I have toyed with the very same idea... but I rarely see any hand made products sell for the hand made price. People look on ebay for deals not for custom stuff. 

It could be benefitual to use as advertising and generate interest and maybe get your name out there if someone likes your style.

I wish you luck with whatever you end up doing.


----------



## mdlbldrmatt135 (Dec 6, 2006)

I discoverd this site yesterday... http://www.etsy.com/index.php Seems to be a lot of one of a kind Items, and the fees are pretty reasonable.............


----------



## Daren (Oct 14, 2006)

When I first got started I sold stuff here http://www.yessy.com/ . Not a ton of stuff, but it was easy. Make it, list it and if it sold ship it. I sold a few thousand dollars worth of stuff. The biggest benefit was search engine placement/site traffic for me, I got TONS of hits to my site from there. Most did not want what I had for sale on yessy...but ordered something "custom".

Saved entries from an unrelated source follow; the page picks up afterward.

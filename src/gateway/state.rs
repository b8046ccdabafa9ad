use crate::auth::TokenMaker;
use crate::store::Store;

/// Shared gateway state, built once at startup and injected into every
/// handler. There are no process-wide singletons.
#[derive(Clone)]
pub struct AppState {
    pub store: Store,
    pub tokens: TokenMaker,
}

impl AppState {
    pub fn new(store: Store, tokens: TokenMaker) -> Self {
        Self { store, tokens }
    }
}
//! Entry handlers.

use std::sync::Arc;

use axum::{
    Json,
    extract::{Path, State},
};
use chrono::{DateTime, Duration, Utc};
use serde::Deserialize;
use validator::Validate;

use crate::gateway::state::AppState;
use crate::gateway::types::{ApiError, ApiResult, ok};
use crate::store::entries::{EntryRepository, EntrySearch, EntrySort, SortOrder};
use crate::store::models::Entry;

/// GET /entries/{id}
pub async fn get_entry(
    State(state): State<Arc<AppState>>,
    Path(id): Path<i64>,
) -> ApiResult<Entry> {
    let entry = EntryRepository::get(state.store.pool(), id)
        .await
        .map_err(ApiError::from_store)?;
    ok(entry)
}

#[derive(Debug, Deserialize, Validate)]
pub struct ListEntriesRequest {
    #[validate(range(min = 1))]
    pub id: i64,
    pub limit: Option<i64>,
    pub offset: Option<i64>,
}

/// POST /entries/account
pub async fn list_entries_for_account(
    State(state): State<Arc<AppState>>,
    Json(req): Json<ListEntriesRequest>,
) -> ApiResult<Vec<Entry>> {
    req.validate()
        .map_err(|e| ApiError::bad_request(e.to_string()))?;

    let limit = req.limit.unwrap_or(10).clamp(1, 50);
    let offset = req.offset.unwrap_or(0).max(0);

    let entries = EntryRepository::list_by_account(state.store.pool(), req.id, limit, offset)
        .await
        .map_err(ApiError::from_store)?;

    ok(entries)
}

#[derive(Debug, Deserialize, Validate)]
pub struct SearchEntriesRequest {
    #[validate(length(min = 1))]
    pub search_query: String,
    pub limit: Option<i64>,
    pub offset: Option<i64>,
    pub sort_column: Option<String>,
    pub order_by: Option<String>,
    pub min_amount: Option<i64>,
    pub max_amount: Option<i64>,
    pub min_date: Option<DateTime<Utc>>,
    pub max_date: Option<DateTime<Utc>>,
}

/// POST /entries/search
///
/// Unset filters widen to "everything": full amount range, the last year of
/// entries, newest first.
pub async fn search_entries(
    State(state): State<Arc<AppState>>,
    Json(req): Json<SearchEntriesRequest>,
) -> ApiResult<Vec<Entry>> {
    req.validate()
        .map_err(|e| ApiError::bad_request(e.to_string()))?;

    let sort = match &req.sort_column {
        Some(raw) => EntrySort::parse(raw)
            .ok_or_else(|| ApiError::bad_request(format!("unknown sort column: {raw}")))?,
        None => EntrySort::Id,
    };
    let order = match &req.order_by {
        Some(raw) => SortOrder::parse(raw)
            .ok_or_else(|| ApiError::bad_request(format!("unknown sort order: {raw}")))?,
        None => SortOrder::Desc,
    };

    let now = Utc::now();
    let search = EntrySearch {
        owner_query: &req.search_query,
        min_amount: req.min_amount.unwrap_or(i64::MIN),
        max_amount: req.max_amount.unwrap_or(i64::MAX),
        start_date: req.min_date.unwrap_or(now - Duration::days(365)),
        end_date: req.max_date.unwrap_or(now),
        sort,
        order,
        limit: req.limit.unwrap_or(10).clamp(1, 50),
        offset: req.offset.unwrap_or(0).max(0),
    };

    let entries = EntryRepository::search_by_account_owner(state.store.pool(), search)
        .await
        .map_err(ApiError::from_store)?;

    ok(entries)
}
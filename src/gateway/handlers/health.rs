//! Liveness endpoint.

use serde::Serialize;

use super::super::types::{ApiResult, ok};

#[derive(Debug, Serialize)]
pub struct HealthData {
    pub status: &'static str,
    pub version: &'static str,
    pub build: &'static str,
}

/// GET /health
pub async fn health_check() -> ApiResult<HealthData> {
    ok(HealthData {
        status: "up",
        version: env!("CARGO_PKG_VERSION"),
        build: env!("GIT_HASH"),
    })
}
use std::process::Command;

fn main() {
    let hash = Command::new("git")
        .args(["rev-parse", "--short", "HEAD"])
        .output()
        .ok()
        .filter(|o| o.status.success())
        .map(|o| String::from_utf8_lossy(&o.stdout).trim().to_string())
        .unwrap_or_else(|| "unknown".to_string());

    println!("cargo:rustc-env=GIT_HASH={}", hash);
    println!("cargo:rerun-if-changed=.git/HEAD");
}
pub mod accounts;
pub mod entries;
pub mod health;
pub mod transfers;
pub mod users;
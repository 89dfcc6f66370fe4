//! Span helpers for jobs and external-queue polls.

use crate::model::job::MessageId;
use tracing::Span;

/// Start a span for one job handled by a worker.
pub fn start_job_span(kind: &str, id: MessageId, worker: usize) -> Span {
    tracing::info_span!(
        "job.process",
        "job.kind" = kind,
        "job.id" = %id,
        "job.worker" = worker,
    )
}

/// Start a span for one poll of the external queue.
///
/// `poll.message_id` is declared empty and filled once a message is leased.
pub fn start_poll_span(queue: &str) -> Span {
    tracing::info_span!(
        "poll.execute",
        "poll.queue" = queue,
        "poll.message_id" = tracing::field::Empty,
        "poll.state" = tracing::field::Empty,
    )
}

/// Record a state transition event on the given span.
pub fn record_state_transition(span: &Span, from: &str, to: &str) {
    span.record("poll.state", to);
    span.in_scope(|| {
        tracing::debug!(from = from, to = to, "state_transition");
    });
}
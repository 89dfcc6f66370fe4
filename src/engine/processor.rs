//! Processors: the unit of work executed by job queue workers.

use crate::error::{Error, Result};
use crate::model::job::{WorkInput, WorkResult};
use async_trait::async_trait;
use rand::Rng as _;
use std::ops::Range;
use std::sync::Arc;
use std::sync::atomic::{AtomicU64, Ordering};
use std::time::Duration;
use tracing::{debug, info};

/// Turns a [`WorkInput`] into a [`WorkResult`].
///
/// Implementations are shared between workers and must not rely on
/// per-call mutable state outside of atomics.
#[async_trait]
pub trait Processor: Send + Sync {
    async fn process(&self, input: WorkInput) -> Result<WorkResult>;
}

#[async_trait]
impl<P: Processor + ?Sized> Processor for Arc<P> {
    async fn process(&self, input: WorkInput) -> Result<WorkResult> {
        (**self).process(input).await
    }
}

/// Simulates variable-cost work by sleeping a random time before answering.
#[derive(Debug, Clone)]
pub struct JobProcessor {
    name: String,
    /// Latency range in milliseconds.
    latency: Range<u64>,
}

impl JobProcessor {
    pub fn new(name: impl Into<String>) -> Self {
        Self {
            name: name.into(),
            latency: 1_000..5_000,
        }
    }

    pub fn with_latency(mut self, latency: Range<u64>) -> Self {
        self.latency = latency;
        self
    }

    fn pick_latency(&self) -> Duration {
        if self.latency.is_empty() {
            return Duration::from_millis(self.latency.start);
        }
        Duration::from_millis(rand::thread_rng().gen_range(self.latency.clone()))
    }
}

#[async_trait]
impl Processor for JobProcessor {
    async fn process(&self, input: WorkInput) -> Result<WorkResult> {
        let latency = self.pick_latency();
        debug!(processor = %self.name, input = input.input_data, ?latency, "processing");
        tokio::time::sleep(latency).await;
        let result = WorkResult {
            result_data: format!("{}, inputData: {}", self.name, input.input_data),
        };
        info!(processor = %self.name, %result, "processed");
        Ok(result)
    }
}

/// Fails every call except those whose running count is a multiple of `success_number`.
///
/// With `success_number = 3` the first two calls fail and the third succeeds,
/// which makes it a convenient target for retry policies.
#[derive(Debug)]
pub struct CountingProcessor {
    counter: AtomicU64,
    success_number: u64,
}

impl CountingProcessor {
    pub fn new(success_number: u64) -> Self {
        Self {
            counter: AtomicU64::new(0),
            success_number: success_number.max(1),
        }
    }

    /// Calls seen so far.
    pub fn count(&self) -> u64 {
        self.counter.load(Ordering::SeqCst)
    }
}

#[async_trait]
impl Processor for CountingProcessor {
    async fn process(&self, input: WorkInput) -> Result<WorkResult> {
        let count = self.counter.fetch_add(1, Ordering::SeqCst) + 1;
        if count % self.success_number != 0 {
            return Err(Error::Processing(format!(
                "count {count} is not a multiple of {}",
                self.success_number
            )));
        }
        Ok(WorkResult {
            result_data: format!("count: {count}, inputData: {}", input.input_data),
        })
    }
}
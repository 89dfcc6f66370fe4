//! Postgres access for the pgmq-backed message queue.
//!
//! Holds the pool, runs migrations (which enable the pgmq extension),
//! and checks liveness. Queue operations live in [`pgmq`].

pub mod pgmq;

use crate::error::{Error, Result};
use sqlx::PgPool;
use sqlx::postgres::PgPoolOptions;
use std::time::Duration;
use tracing::info;

pub use pgmq::PgmqQueue;

/// Pool size shared by the poller and its lease renewer.
const MAX_CONNECTIONS: u32 = 5;

pub struct Db {
    pool: PgPool,
}

impl Db {
    /// Connect to Postgres, failing if no connection is available within 10s.
    pub async fn connect(url: &str) -> Result<Self> {
        let pool = PgPoolOptions::new()
            .max_connections(MAX_CONNECTIONS)
            .acquire_timeout(Duration::from_secs(10))
            .connect(url)
            .await?;
        info!(max_connections = MAX_CONNECTIONS, "database pool ready");
        Ok(Self { pool })
    }

    /// Apply pending migrations from `migrations/`.
    pub async fn migrate(&self) -> Result<()> {
        sqlx::migrate!("./migrations")
            .run(&self.pool)
            .await
            .map_err(|e| Error::Other(format!("migration failed: {e}")))
    }

    /// Run `SELECT 1` against the pool.
    pub async fn health_check(&self) -> Result<()> {
        sqlx::query("SELECT 1").execute(&self.pool).await?;
        Ok(())
    }

    pub(crate) fn pool(&self) -> &PgPool {
        &self.pool
    }
}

I figured out early on (for me anyway) it was alot easier to make money custom. Have people tell you what they want then build _that_. Making something then trying to sell it has not been near as easy for me.

To quote you top "_i think the internet have open the doors and i think it time to cash in" . _Exactly. I would starve to death locally (surrounded by Amish) The internet and web sales keeps the lights on in my shop...you need a website. It has been discussed here before. I spend $26 a year on mine (check it out) an ad in the local paper costs twice that and never generates any work :no:.


----------



## stuart (Jan 20, 2008)

newspapers are almost just for libraries now. but the internet is something different with selling as you got the whole of america [and most of the world at your push of the mouse].

This is excellent self biz trade.


----------



## crafter1956 (Apr 6, 2008)

*Ebay:*

Have tried several of my woodworking items on Ebay- only sold one- really did not make anything on it, people mostly go there for cheap bargains, you can not get hardly anything for good workmanship- " This is my opinion & my opinion alone, it is up to each individal to give it a try.


----------



## countrypride (Apr 28, 2008)

*Ebay?*

Sorry, I think its a bad idea. I have did it before with porch swings. I can sell them all day long here for 150.00 a piece and on ebay I couldnt get 70.00 because shipping added so much. I tried small items and all with not much luck. Try a site called craigs list. It totally free and I have sold a lot on there. If you have good luck there you could then consider ebay.
Just my two cents.
Dennis


----------



## top (Mar 24, 2008)

this is why i put this out there to get the feed back and i was not that suprise at all with the replyes and i do want to say tks for all opinion i will kick it around a lot more meanwile on to another table


----------



## gilv (Jun 4, 2008)

countrypride's idea of using craigslist.org is a good one. The only draw back it that it mainly for local markets. Still you don't generally the bottom bargain hunters lurking on ebay. Good luck.


----------